The judge, Cameron Elliot, determined that imports of Sonos’ voice-controlled speakers did not infringe federal law, contrary to Google’s claims.
Google had filed a complaint with the US ITC in August 2022, alleging that Sonos infringed four of its patents and sought to block imports of the latter’s speakers with voice-control capabilities.
Google had already made similar claims against Sonos in California and Sonos had also filed its own complaints against the Alphabet-owned company.
In late May, a jury in San Francisco ordered Google to pay $32.5 million to the speaker manufacturer for patent infringement. Sonos sued Google in San Francisco in 2020 for infringing five patents related to speaker features after the pair partnered in 2013.
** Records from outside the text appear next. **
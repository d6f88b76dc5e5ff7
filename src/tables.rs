//! Period and vibrato lookup tables
//!
//! Period tables map a note number (0 = C-0 .. 95 = B-7) to the register value
//! that makes a channel oscillate at that pitch. Each chip family uses its own
//! formula: pulse/triangle dividers count down (period), while the FDS, N163 and
//! VRC7 use phase accumulators (frequency). Tables are pure functions of the
//! machine, the base (A-4) frequency and, for the N163, the channel count.
//!
//! The vibrato table holds one quarter wave for each of the 16 depths; channel
//! handlers mirror and negate it to build a full 64-phase cycle. Tremolo reads
//! the same table at half phase resolution.

use crate::chip::Machine;
use serde::{Deserialize, Serialize};

/// Number of notes in the standard 8-octave range
pub const NOTE_RANGE: usize = 96;

/// Length of the VRC7 F-number table (one octave)
pub const VRC7_TABLE_LEN: usize = 12;

/// Length of the vibrato table (16 depths x 16 quarter-wave phases)
pub const VIBRATO_LENGTH: usize = 256;

/// Default tuning of A-4 in Hz
pub const DEFAULT_BASE_FREQUENCY: f64 = 440.0;

/// Note number of A-4
const A4_NOTE: i32 = 57;

/// VRC7 FM sample rate (3.579545 MHz / 72)
const VRC7_RATE: f64 = 49_716.0;

const NEW_VIBRATO_DEPTH: [f64; 16] = [
    1.0, 1.5, 2.5, 4.0, 5.0, 7.0, 10.0, 12.0, 14.0, 17.0, 22.0, 30.0, 44.0, 64.0, 96.0, 128.0,
];

const OLD_VIBRATO_DEPTH: [f64; 16] = [
    1.0, 1.0, 2.0, 3.0, 4.0, 7.0, 8.0, 15.0, 16.0, 31.0, 32.0, 63.0, 64.0, 127.0, 128.0, 255.0,
];

/// Selects which period table a channel reads
#[derive(Debug, Clone, Copy, PartialEq, Eq, Hash)]
pub enum NoteTable {
    /// 2A03/VRC6/MMC5 pulse dividers at NTSC clock
    Ntsc,
    /// 2A03/VRC6/MMC5 pulse dividers at PAL clock
    Pal,
    /// VRC6 sawtooth divider
    Sawtooth,
    /// VRC7 F-numbers (single octave, block supplies the octave)
    Vrc7,
    /// FDS 12-bit frequency
    Fds,
    /// N163 18-bit frequency for a one-sample wave; scaled by wave length
    N163,
    /// Sunsoft 5B 12-bit tone period
    S5B,
}

/// Generated period tables for one machine and base frequency
#[derive(Debug, Clone, PartialEq)]
pub struct PeriodTables {
    machine: Machine,
    base_frequency: f64,
    n163_channels: usize,
    ntsc: [u32; NOTE_RANGE],
    pal: [u32; NOTE_RANGE],
    sawtooth: [u32; NOTE_RANGE],
    fds: [u32; NOTE_RANGE],
    n163: [u32; NOTE_RANGE],
    s5b: [u32; NOTE_RANGE],
    vrc7: [u32; VRC7_TABLE_LEN],
}

impl PeriodTables {
    /// Compute every table for the given machine and A-4 frequency
    pub fn generate(machine: Machine, base_frequency: f64, n163_channels: usize) -> Self {
        let base = if base_frequency.is_finite() && base_frequency > 0.0 {
            base_frequency
        } else {
            DEFAULT_BASE_FREQUENCY
        };
        let channels = n163_channels.clamp(1, 8) as f64;
        let ntsc_clock = Machine::Ntsc.cpu_clock() as f64;
        let pal_clock = Machine::Pal.cpu_clock() as f64;
        let clock = machine.cpu_clock() as f64;

        let mut tables = PeriodTables {
            machine,
            base_frequency: base,
            n163_channels: n163_channels.clamp(1, 8),
            ntsc: [0; NOTE_RANGE],
            pal: [0; NOTE_RANGE],
            sawtooth: [0; NOTE_RANGE],
            fds: [0; NOTE_RANGE],
            n163: [0; NOTE_RANGE],
            s5b: [0; NOTE_RANGE],
            vrc7: [0; VRC7_TABLE_LEN],
        };

        for note in 0..NOTE_RANGE {
            let freq = note_frequency(base, note as i32);
            tables.ntsc[note] = divider(ntsc_clock / 16.0 / freq - 1.0);
            tables.pal[note] = divider(pal_clock / 16.0 / freq - 1.0);
            tables.sawtooth[note] = divider(clock / 14.0 / freq - 1.0);
            tables.s5b[note] = divider(clock / 32.0 / freq);
            tables.fds[note] = divider(freq * 4_194_304.0 / clock);
            tables.n163[note] = divider(freq * 15.0 * 65_536.0 * channels / clock);
            if note < VRC7_TABLE_LEN {
                tables.vrc7[note] = divider(freq * 524_288.0 / VRC7_RATE);
            }
        }

        tables
    }

    /// Machine the expansion tables were generated for
    pub fn machine(&self) -> Machine {
        self.machine
    }

    /// A-4 frequency the tables were generated from
    pub fn base_frequency(&self) -> f64 {
        self.base_frequency
    }

    /// N163 channel count the N163 table was scaled for
    pub fn n163_channels(&self) -> usize {
        self.n163_channels
    }

    /// Pulse table matching the generation machine
    pub fn machine_table(&self) -> NoteTable {
        match self.machine {
            Machine::Ntsc => NoteTable::Ntsc,
            Machine::Pal => NoteTable::Pal,
        }
    }

    /// Full table slice
    pub fn table(&self, table: NoteTable) -> &[u32] {
        match table {
            NoteTable::Ntsc => &self.ntsc,
            NoteTable::Pal => &self.pal,
            NoteTable::Sawtooth => &self.sawtooth,
            NoteTable::Vrc7 => &self.vrc7,
            NoteTable::Fds => &self.fds,
            NoteTable::N163 => &self.n163,
            NoteTable::S5B => &self.s5b,
        }
    }

    /// Look up a note; out-of-range notes clamp to the table ends
    ///
    /// The VRC7 table is indexed by pitch class only.
    pub fn read(&self, table: NoteTable, note: i32) -> u32 {
        match table {
            NoteTable::Vrc7 => self.vrc7[note.rem_euclid(VRC7_TABLE_LEN as i32) as usize],
            _ => self.table(table)[note.clamp(0, NOTE_RANGE as i32 - 1) as usize],
        }
    }
}

/// Frequency in Hz of a note number relative to the A-4 base frequency
pub fn note_frequency(base_frequency: f64, note: i32) -> f64 {
    base_frequency * 2f64.powf((note - A4_NOTE) as f64 / 12.0)
}

fn divider(value: f64) -> u32 {
    value.round().max(0.0) as u32
}

/// Vibrato depth curve
#[derive(Debug, Clone, Copy, PartialEq, Eq, Default, Serialize, Deserialize)]
#[serde(rename_all = "lowercase")]
pub enum VibratoMode {
    /// Legacy linear curve, offset towards positive pitch
    Old,
    /// Sine curve with symmetric depth
    #[default]
    New,
}

/// One full vibrato lookup table
#[derive(Debug, Clone, PartialEq, Eq)]
pub struct VibratoTable {
    mode: VibratoMode,
    values: [i32; VIBRATO_LENGTH],
}

impl VibratoTable {
    /// Build the table for a depth curve
    pub fn generate(mode: VibratoMode) -> Self {
        let mut values = [0i32; VIBRATO_LENGTH];
        for depth in 0..16 {
            for phase in 0..16 {
                let value = match mode {
                    VibratoMode::New => {
                        let angle = (phase as f64 / 16.0) * (std::f64::consts::PI / 2.0);
                        (angle.sin() * NEW_VIBRATO_DEPTH[depth]) as i32
                    }
                    VibratoMode::Old => {
                        ((phase as f64 * OLD_VIBRATO_DEPTH[depth]) / 16.0 + 1.0) as i32
                    }
                };
                values[depth * 16 + phase] = value;
            }
        }
        VibratoTable { mode, values }
    }

    /// Curve this table was generated with
    pub fn mode(&self) -> VibratoMode {
        self.mode
    }

    /// Modulo-wrapped lookup
    #[inline]
    pub fn read(&self, index: i32) -> i32 {
        self.values[index.rem_euclid(VIBRATO_LENGTH as i32) as usize]
    }
}

impl Default for VibratoTable {
    fn default() -> Self {
        Self::generate(VibratoMode::default())
    }
}

#[cfg(test)]
mod tests {
    use super::*;

    #[test]
    fn test_a4_periods() {
        let tables = PeriodTables::generate(Machine::Ntsc, 440.0, 1);
        assert_eq!(tables.read(NoteTable::Ntsc, 57), 0x0FD);
        assert_eq!(tables.read(NoteTable::Pal, 57), 235);
    }

    #[test]
    fn test_generation_is_deterministic() {
        for machine in [Machine::Ntsc, Machine::Pal] {
            for base in [415.0, 440.0, 452.5] {
                let a = PeriodTables::generate(machine, base, 4);
                let b = PeriodTables::generate(machine, base, 4);
                assert_eq!(a, b, "tables differ for {machine} @ {base}");
            }
        }
    }

    #[test]
    fn test_divider_tables_descend_frequency_tables_ascend() {
        let tables = PeriodTables::generate(Machine::Ntsc, 440.0, 1);
        for note in 1..NOTE_RANGE as i32 {
            for t in [NoteTable::Ntsc, NoteTable::Pal, NoteTable::Sawtooth, NoteTable::S5B] {
                assert!(tables.read(t, note) <= tables.read(t, note - 1), "{t:?} at {note}");
            }
            for t in [NoteTable::Fds, NoteTable::N163] {
                assert!(tables.read(t, note) >= tables.read(t, note - 1), "{t:?} at {note}");
            }
        }
    }

    #[test]
    fn test_vrc7_fnums_fit_nine_bits() {
        let tables = PeriodTables::generate(Machine::Ntsc, 440.0, 1);
        assert_eq!(tables.table(NoteTable::Vrc7).len(), VRC7_TABLE_LEN);
        assert_eq!(tables.read(NoteTable::Vrc7, 0), 172);
        assert_eq!(tables.read(NoteTable::Vrc7, 12), tables.read(NoteTable::Vrc7, 0));
        for &fnum in tables.table(NoteTable::Vrc7) {
            assert!(fnum < 512, "fnum {fnum} overflows 9 bits");
        }
    }

    #[test]
    fn test_read_clamps_out_of_range_notes() {
        let tables = PeriodTables::generate(Machine::Ntsc, 440.0, 1);
        assert_eq!(tables.read(NoteTable::Ntsc, -5), tables.read(NoteTable::Ntsc, 0));
        assert_eq!(tables.read(NoteTable::Ntsc, 500), tables.read(NoteTable::Ntsc, 95));
    }

    #[test]
    fn test_n163_scales_with_channel_count() {
        let one = PeriodTables::generate(Machine::Ntsc, 440.0, 1);
        let four = PeriodTables::generate(Machine::Ntsc, 440.0, 4);
        let a = one.read(NoteTable::N163, 57) as f64;
        let b = four.read(NoteTable::N163, 57) as f64;
        assert!((b / a - 4.0).abs() < 0.02);
    }

    #[test]
    fn test_vibrato_table_wraps() {
        let table = VibratoTable::generate(VibratoMode::New);
        for i in -600..600 {
            assert_eq!(table.read(i), table.read(i.rem_euclid(256)));
        }
        assert_eq!(table.read(256), table.read(0));
    }

    #[test]
    fn test_vibrato_curves() {
        let new = VibratoTable::generate(VibratoMode::New);
        assert_eq!(new.read(0), 0);
        assert_eq!(new.read(15 * 16 + 15), 127);

        let old = VibratoTable::generate(VibratoMode::Old);
        assert_eq!(old.read(0), 1);
        assert_eq!(old.read(15 * 16 + 15), 240);
    }
}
Most recently, Judge Elliot of the US ITC noted that Sonos successfully defended against Google’s allegations that the speaker manufacturer infringed on its patents.
Regarding one of the patents, US Patent No. 11,024,311, the judge acknowledged that while Google demonstrated infringement of claim 10, Sonos was able to establish the invalidity of multiple claims.
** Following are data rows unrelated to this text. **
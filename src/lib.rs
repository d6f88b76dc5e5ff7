//! NES/Famicom sound engine
//!
//! Emulates the Ricoh 2A03 APU together with the Famicom expansion sound chips
//! (VRC6, VRC7, FDS, MMC5, Namco 163 and Sunsoft 5B) and drives them from a
//! tick-based tracker sequencer. Playback runs on a dedicated worker thread fed
//! by a command inbox; audio is delivered either to a live output sink or to an
//! offline WAV renderer that reproduces the same samples deterministically.
//!
//! # Features
//! - Register-level emulation of every supported chip with a shared mixer
//! - NTSC/PAL period tables and legacy/new vibrato tables
//! - Per-channel effect processing (arpeggio, portamento, vibrato, tremolo,
//!   volume slide, note delay/cut/release, transpose, DPCM control)
//! - Frame/row/tick sequencing with fractional tempo accounting
//! - Sample preview on the DPCM channel without disturbing playback
//! - Register write capture and per-tick instrument recording
//!
//! # Crate feature flags
//! - `streaming` (opt-in): live audio output through rodio (`streaming::AudioDevice`)
//! - `cli` (opt-in): the `famisound` command line player/renderer
//!
//! # Quick start
//! ## Render a document to WAV
//! ```no_run
//! use std::sync::Arc;
//! use famisound::document::MemoryDocument;
//! use famisound::engine::render_document;
//! use famisound::player::PlayerCursor;
//! use famisound::render::{RenderLength, RenderSpec};
//! use famisound::Settings;
//!
//! let json = std::fs::read_to_string("song.json").unwrap();
//! let doc = Arc::new(MemoryDocument::from_json(&json).unwrap());
//! let spec = RenderSpec::new(RenderLength::Loops(1));
//! let report = render_document(doc, &Settings::default(), PlayerCursor::start_of(0), spec, "song.wav").unwrap();
//! println!("{} samples", report.samples_written);
//! ```
//!
//! ## Drive the engine thread
//! ```no_run
//! use std::sync::Arc;
//! use famisound::document::MemoryDocument;
//! use famisound::player::PlayerCursor;
//! use famisound::streaming::NullSink;
//! use famisound::{Settings, SoundGen};
//!
//! let doc = Arc::new(MemoryDocument::from_json("{}").unwrap());
//! let engine = SoundGen::spawn(Settings::default(), Box::new(NullSink::paced())).unwrap();
//! engine.assign_document(doc).unwrap();
//! engine.play(PlayerCursor::start_of(0)).unwrap();
//! ```

#![warn(missing_docs)]

// Domain modules
pub mod apu; // Chip emulation, mixer and register capture
pub mod channels; // Per-channel note/effect handlers
pub mod chip; // Chip identities, machine types and channel layout
pub mod config; // Engine settings
pub mod document; // Document collaborator interface and in-memory document
pub mod engine; // Worker thread, command inbox and query surface
pub mod instrument; // Instrument and DPCM sample data consumed by handlers
pub mod player; // Tick/row/frame sequencer
pub mod preview; // DPCM sample preview
pub mod recorder; // Instrument recorder
pub mod render; // Offline WAV rendering
pub mod streaming; // Ring buffer and output sinks
pub mod tables; // Period and vibrato tables
pub mod visualizer; // Visualizer handoff

/// Error types for sound engine operations
#[derive(thiserror::Error, Debug)]
pub enum SoundGenError {
    /// A playback request was rejected before touching engine state
    #[error("Invalid playback request: {0}")]
    InvalidPlayback(String),

    /// Rendering to file failed; the partial file has been discarded
    #[error("Render error: {0}")]
    Render(String),

    /// Output device could not be opened or was lost
    #[error("Audio device error: {0}")]
    AudioDevice(String),

    /// Invalid configuration
    #[error("Invalid configuration: {0}")]
    Config(String),

    /// Malformed document data
    #[error("Document error: {0}")]
    Document(String),

    /// IO error from filesystem or device
    #[error("IO error: {0}")]
    Io(#[from] std::io::Error),

    /// WAV encoder error
    #[error("WAV error: {0}")]
    Wav(#[from] hound::Error),

    /// JSON (de)serialization error
    #[error("JSON error: {0}")]
    Json(#[from] serde_json::Error),

    /// CSV export error
    #[error("CSV error: {0}")]
    Csv(#[from] csv::Error),

    /// The engine thread is no longer accepting commands
    #[error("Sound engine is not running")]
    EngineClosed,

    /// Generic error
    #[error("{0}")]
    Other(String),
}

impl From<String> for SoundGenError {
    /// Converts a String into `SoundGenError::Other`.
    ///
    /// Prefer the specific variants where the failure category is known;
    /// callers match on `InvalidPlayback`, `Render` and `AudioDevice`.
    fn from(msg: String) -> Self {
        SoundGenError::Other(msg)
    }
}

impl From<&str> for SoundGenError {
    /// Converts a string slice into `SoundGenError::Other`.
    fn from(msg: &str) -> Self {
        SoundGenError::Other(msg.to_string())
    }
}

/// Result type for sound engine operations
pub type Result<T> = std::result::Result<T, SoundGenError>;

// Public API exports
pub use apu::{Apu, RegisterState};
pub use chip::{Chip, ChipMask, Machine};
pub use config::Settings;
pub use engine::{EngineEvent, SoundGen};
pub use player::{PlayerCursor, PlayerState};
pub use render::{RenderLength, RenderSpec};
pub use tables::{PeriodTables, VibratoMode, VibratoTable};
Similarly, in the case of US Patent No. 11,050,615, Google showed infringement on several claims, but Sonos countered by proving their invalidity.
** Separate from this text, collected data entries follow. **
impl Apu {
    /// Create an APU with only the 2A03 enabled
    pub fn new(machine: Machine, sample_rate: u32) -> Self {
        let mixer_config = MixerConfig::default();
        let sample_rate = sample_rate.max(1);
        Apu {
            machine,
            sample_rate,
            cycles_per_sample: machine.cpu_clock() as f64 / sample_rate as f64,
            cycle_acc: 0.0,
            chips: ChipMask::empty(),
            nes: Nes2A03::new(machine),
            vrc6: vrc6::Vrc6::new(),
            mmc5: mmc5::Mmc5::new(),
            n163: n163::N163::new(),
            fds: fds::Fds::new(),
            vrc7: vrc7::Vrc7::new(),
            s5b: s5b::Sunsoft5B::new(),
            mixer: Mixer::new(sample_rate, &mixer_config),
            mixer_config,
            registers: RegisterBank::new(),
            capture: None,
            frame: 0,
            dpcm_reverse: false,
        }
    }

    /// Apply output settings (rate, mix levels, filters, N163 mixing)
    pub fn configure(&mut self, settings: &Settings) {
        self.mixer_config = MixerConfig {
            levels_db: settings.mix_levels.to_array(),
            high_pass_hz: settings.high_pass_hz,
            low_pass_hz: settings.low_pass_hz,
        };
        self.n163.set_multiplex(settings.n163_multiplex);
        self.dpcm_reverse = settings.dpcm_reverse;
        self.set_sample_rate(settings.sample_rate);
    }

    /// Output sample rate
    pub fn sample_rate(&self) -> u32 {
        self.sample_rate
    }

    /// Change the output sample rate; filter history is cleared
    pub fn set_sample_rate(&mut self, sample_rate: u32) {
        self.sample_rate = sample_rate.max(1);
        self.cycles_per_sample = self.machine.cpu_clock() as f64 / self.sample_rate as f64;
        self.mixer.configure(self.sample_rate, &self.mixer_config);
    }

    /// Active machine
    pub fn machine(&self) -> Machine {
        self.machine
    }

    /// Switch NTSC/PAL timing
    pub fn set_machine(&mut self, machine: Machine) {
        self.machine = machine;
        self.nes.set_machine(machine);
        self.cycles_per_sample = machine.cpu_clock() as f64 / self.sample_rate as f64;
    }

    /// Enabled expansion chips
    pub fn chips(&self) -> ChipMask {
        self.chips
    }

    /// Select the expansion chips; newly disabled chips are silenced
    pub fn set_chips(&mut self, chips: ChipMask) {
        let removed = self.chips - chips;
        for chip in removed.chips() {
            if let Some(c) = self.chip_mut(chip) {
                c.reset();
            }
        }
        self.chips = chips;
    }

    fn chip_mut(&mut self, chip: Chip) -> Option<&mut dyn SoundChip> {
        match chip {
            Chip::Apu2A03 => Some(&mut self.nes),
            Chip::Vrc6 => Some(&mut self.vrc6),
            Chip::Mmc5 => Some(&mut self.mmc5),
            Chip::N163 => Some(&mut self.n163),
            Chip::Fds => Some(&mut self.fds),
            Chip::Vrc7 => Some(&mut self.vrc7),
            Chip::S5B => Some(&mut self.s5b),
        }
    }

    fn route(addr: u16) -> Option<Chip> {
        match addr {
            0x4000..=0x4017 => Some(Chip::Apu2A03),
            0x4040..=0x408A => Some(Chip::Fds),
            0x4800 | 0xF800 => Some(Chip::N163),
            0x5000..=0x5015 => Some(Chip::Mmc5),
            0x9010 | 0x9030 => Some(Chip::Vrc7),
            0x9000..=0x9003 | 0xA000..=0xA002 | 0xB000..=0xB002 => Some(Chip::Vrc6),
            0xC000 | 0xE000 => Some(Chip::S5B),
            _ => None,
        }
    }

    /// Write one byte to the bus
    ///
    /// The write is shadowed and captured even when the owning chip is
    /// disabled; unmapped addresses are ignored.
    pub fn write(&mut self, addr: u16, value: u8) {
        let Some(chip) = Self::route(addr) else {
            return;
        };
        self.registers.record(addr, value, self.frame);
        if let Some(capture) = self.capture.as_mut() {
            capture.push(self.frame, addr, value);
        }
        if self.chips.has(chip) {
            if let Some(c) = self.chip_mut(chip) {
                c.write(addr, value);
            }
        }
    }

    /// Generate `count` samples and append them to `out`
    pub fn advance_samples(&mut self, count: usize, out: &mut Vec<i16>) {
        out.reserve(count);
        let chips = self.chips;
        for _ in 0..count {
            self.cycle_acc += self.cycles_per_sample;
            let cycles = self.cycle_acc as u32;
            self.cycle_acc -= cycles as f64;

            let mut outputs = [0.0f32; 7];
            self.nes.clock(cycles);
            outputs[0] = self.nes.output();
            if chips.has(Chip::Vrc6) {
                self.vrc6.clock(cycles);
                outputs[1] = self.vrc6.output();
            }
            if chips.has(Chip::Mmc5) {
                self.mmc5.clock(cycles);
                outputs[2] = self.mmc5.output();
            }
            if chips.has(Chip::N163) {
                self.n163.clock(cycles);
                outputs[3] = self.n163.output();
            }
            if chips.has(Chip::Fds) {
                self.fds.clock(cycles);
                outputs[4] = self.fds.output();
            }
            if chips.has(Chip::Vrc7) {
                self.vrc7.clock(cycles);
                outputs[5] = self.vrc7.output();
            }
            if chips.has(Chip::S5B) {
                self.s5b.clock(cycles);
                outputs[6] = self.s5b.output();
            }
            out.push(self.mixer.mix(&outputs));
        }
    }

    /// Zero all chip and shadow state and silence the output
    pub fn reset(&mut self) {
        let memory = self.nes.sequencer_dmc_mut().memory();
        self.nes.reset();
        self.nes.dmc_mut().load_memory(memory);
        self.vrc6.reset();
        self.mmc5.reset();
        self.n163.reset();
        self.fds.reset();
        self.vrc7.reset();
        self.s5b.reset();
        self.mixer.reset();
        self.registers.clear();
        if self.capture.is_some() {
            self.capture = Some(RegisterStream::new());
        }
        self.cycle_acc = 0.0;
    }

    /// Advance the frame counter used to age register writes
    pub fn next_frame(&mut self) {
        self.frame += 1;
    }

    /// Current engine frame
    pub fn frame(&self) -> u64 {
        self.frame
    }

    /// Last value written to a chip register
    pub fn get_reg(&self, chip: Chip, reg: usize) -> u8 {
        self.registers.get(chip, reg)
    }

    /// Value and history of a chip register
    pub fn get_reg_state(&self, chip: Chip, reg: usize) -> RegisterState {
        self.registers.state(chip, reg)
    }

    /// DPCM sample position and delta counter
    pub fn dpcm_state(&self) -> DpcmState {
        let dmc = self.nes.dmc();
        DpcmState {
            sample_pos: dmc.sample_position(),
            delta: dmc.output(),
        }
    }

    /// Begin capturing bus writes
    ///
    /// A reset (every playback start goes through one) empties the capture,
    /// so it holds the writes of the latest session only. Stopping keeps it.
    pub fn start_capture(&mut self) {
        self.capture = Some(RegisterStream::new());
    }

    /// Stop capturing and hand back what was recorded
    pub fn take_capture(&mut self) -> Option<RegisterStream> {
        self.capture.take()
    }

    /// Whether bus writes are being captured
    pub fn is_capturing(&self) -> bool {
        self.capture.is_some()
    }

    /// Play a standalone DMC in place of the sequencer's one
    pub fn begin_dmc_preview(&mut self, preview: Dmc) {
        self.nes.begin_preview(preview);
    }

    /// Give the DMC back to the sequencer; false when no preview was running
    pub fn end_dmc_preview(&mut self) -> bool {
        self.nes.end_preview()
    }

    /// Whether a preview DMC is on the output
    pub fn is_previewing(&self) -> bool {
        self.nes.is_previewing()
    }

    /// Map sample data at $C000, honoring the DPCM bit-reverse setting
    pub fn load_dpcm(&mut self, data: Arc<[u8]>) {
        let data = if self.dpcm_reverse {
            data.iter().map(|b| b.reverse_bits()).collect()
        } else {
            data
        };
        self.nes.sequencer_dmc_mut().load_memory(data);
    }

    /// Build a standalone DMC for the current machine
    pub fn make_dmc(&self, data: Arc<[u8]>) -> Dmc {
        let mut dmc = Dmc::default();
        let data = if self.dpcm_reverse {
            data.iter().map(|b| b.reverse_bits()).collect()
        } else {
            data
        };
        dmc.load_memory(data);
        dmc
    }

    /// Whether the DMC on the output is still playing sample bytes
    pub fn dpcm_active(&self) -> bool {
        self.nes.dmc().is_active()
    }

    /// Frequency in Hz implied by the last written period of a channel
    pub fn channel_frequency(&self, channel: ChannelType) -> f64 {
        let cpu = self.machine.cpu_clock() as f64;
        let r = |chip: Chip, reg: usize| self.registers.get(chip, reg) as u32;
        let divide = |div: f64, period: u32| cpu / (div * (period as f64 + 1.0));
        match channel {
            ChannelType::Square1 | ChannelType::Square2 => {
                let base = if channel == ChannelType::Square1 { 0 } else { 4 };
                let period = r(Chip::Apu2A03, base + 2) | (r(Chip::Apu2A03, base + 3) & 7) << 8;
                divide(16.0, period)
            }
            ChannelType::Triangle => {
                let period = r(Chip::Apu2A03, 0x0A) | (r(Chip::Apu2A03, 0x0B) & 7) << 8;
                divide(32.0, period)
            }
            ChannelType::Noise => {
                let periods = match self.machine {
                    Machine::Ntsc => &nes::NOISE_PERIODS_NTSC,
                    Machine::Pal => &nes::NOISE_PERIODS_PAL,
                };
                cpu / periods[(r(Chip::Apu2A03, 0x0E) & 0x0F) as usize] as f64
            }
            ChannelType::Dpcm => {
                let periods = match self.machine {
                    Machine::Ntsc => &nes::DMC_PERIODS_NTSC,
                    Machine::Pal => &nes::DMC_PERIODS_PAL,
                };
                cpu / periods[(r(Chip::Apu2A03, 0x10) & 0x0F) as usize] as f64 / 8.0
            }
            ChannelType::Vrc6Pulse(n) => {
                let base = n as usize * 4;
                let period = r(Chip::Vrc6, base + 1) | (r(Chip::Vrc6, base + 2) & 0x0F) << 8;
                divide(16.0, period)
            }
            ChannelType::Vrc6Sawtooth => {
                let period = r(Chip::Vrc6, 9) | (r(Chip::Vrc6, 10) & 0x0F) << 8;
                divide(14.0, period)
            }
            ChannelType::Mmc5Pulse(n) => {
                let base = n as usize * 4;
                let period = r(Chip::Mmc5, base + 2) | (r(Chip::Mmc5, base + 3) & 7) << 8;
                divide(16.0, period)
            }
            ChannelType::N163(n) => {
                let base = 0x78 - n as usize * 8;
                let freq = r(Chip::N163, base)
                    | r(Chip::N163, base + 2) << 8
                    | (r(Chip::N163, base + 4) & 3) << 16;
                let length = 256 - (r(Chip::N163, base + 4) & 0xFC);
                let count = ((r(Chip::N163, 0x7F) >> 4) & 7) + 1;
                cpu * freq as f64 / (15.0 * count as f64 * 65536.0 * length as f64)
            }
            ChannelType::Fds => {
                let freq = r(Chip::Fds, 0x42) | (r(Chip::Fds, 0x43) & 0x0F) << 8;
                cpu * freq as f64 / (1u32 << 22) as f64
            }
            ChannelType::Vrc7(n) => {
                let c = n as usize;
                let fnum = r(Chip::Vrc7, 0x10 + c) | (r(Chip::Vrc7, 0x20 + c) & 1) << 8;
                let block = (r(Chip::Vrc7, 0x20 + c) >> 1) & 7;
                let fm_rate = cpu / 36.0;
                fm_rate * fnum as f64 * (1u32 << block) as f64 / (1u32 << 19) as f64
            }
            ChannelType::S5B(n) => {
                let c = n as usize * 2;
                let period = r(Chip::S5B, c) | (r(Chip::S5B, c + 1) & 0x0F) << 8;
                if period == 0 {
                    0.0
                } else {
                    cpu / (32.0 * period as f64)
                }
            }
        }
    }

    /// Instantaneous level of one channel (0.0..1.0), for meters
    pub fn channel_level(&self, channel: ChannelType) -> f32 {
        match channel {
            ChannelType::Square1 => self.nes.levels()[0] as f32 / 15.0,
            ChannelType::Square2 => self.nes.levels()[1] as f32 / 15.0,
            ChannelType::Triangle => self.nes.levels()[2] as f32 / 15.0,
            ChannelType::Noise => self.nes.levels()[3] as f32 / 15.0,
            ChannelType::Dpcm => self.nes.levels()[4] as f32 / 127.0,
            ChannelType::Vrc6Pulse(n) => self.vrc6.levels()[n as usize & 1] as f32 / 15.0,
            ChannelType::Vrc6Sawtooth => self.vrc6.levels()[2] as f32 / 31.0,
            ChannelType::Mmc5Pulse(n) => self.mmc5.levels()[n as usize & 1] as f32 / 15.0,
            ChannelType::N163(n) => {
                (self.n163.levels()[n as usize & 7] as f32 / 15.0).abs()
            }
            ChannelType::Fds => self.fds.level() as f32 / (63.0 * 32.0),
            ChannelType::Vrc7(n) => self.vrc7.levels()[(n as usize).min(5)].abs(),
            ChannelType::S5B(n) => self.s5b.channel_level((n as usize).min(2)),
        }
    }
}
For the third patent in question, the judge determined that Google failed to demonstrate infringement on any of the asserted claims. The initial determination suggests that there is no violation of a Google patent in Sonos hardware that would render product importation unlawful.
“Based on the foregoing, it is my Initial Determination that there is no violation of Section 337 of the Tariff Act of 1930, as amended, 19 U.S.C. § 1337, in the importation into the United States, the sale for importation, or the sale within the United States after importation of certain audio players and components thereof in connection with the asserted claims of U.S. Patent Nos. 9,632,748, 11,024,311, and 11,050,615,” the judge ruled.
This marked the “fifth jurisdiction (including Canada, the Netherlands, Germany, and France) in which Google has sued Sonos and lost,” Sonos’ Chief Financial Officer and General Counsel, Eddie Lazarus, was quoted by Reuters as saying.
Lazarus also called Google’s lawsuits a “gross abuse of the patent system and an effort to punish Sonos for standing up for its own inventions.”
Additional lawsuits filed by Google against Sonos in California remain pending, contingent on the outcome of ITC investigations.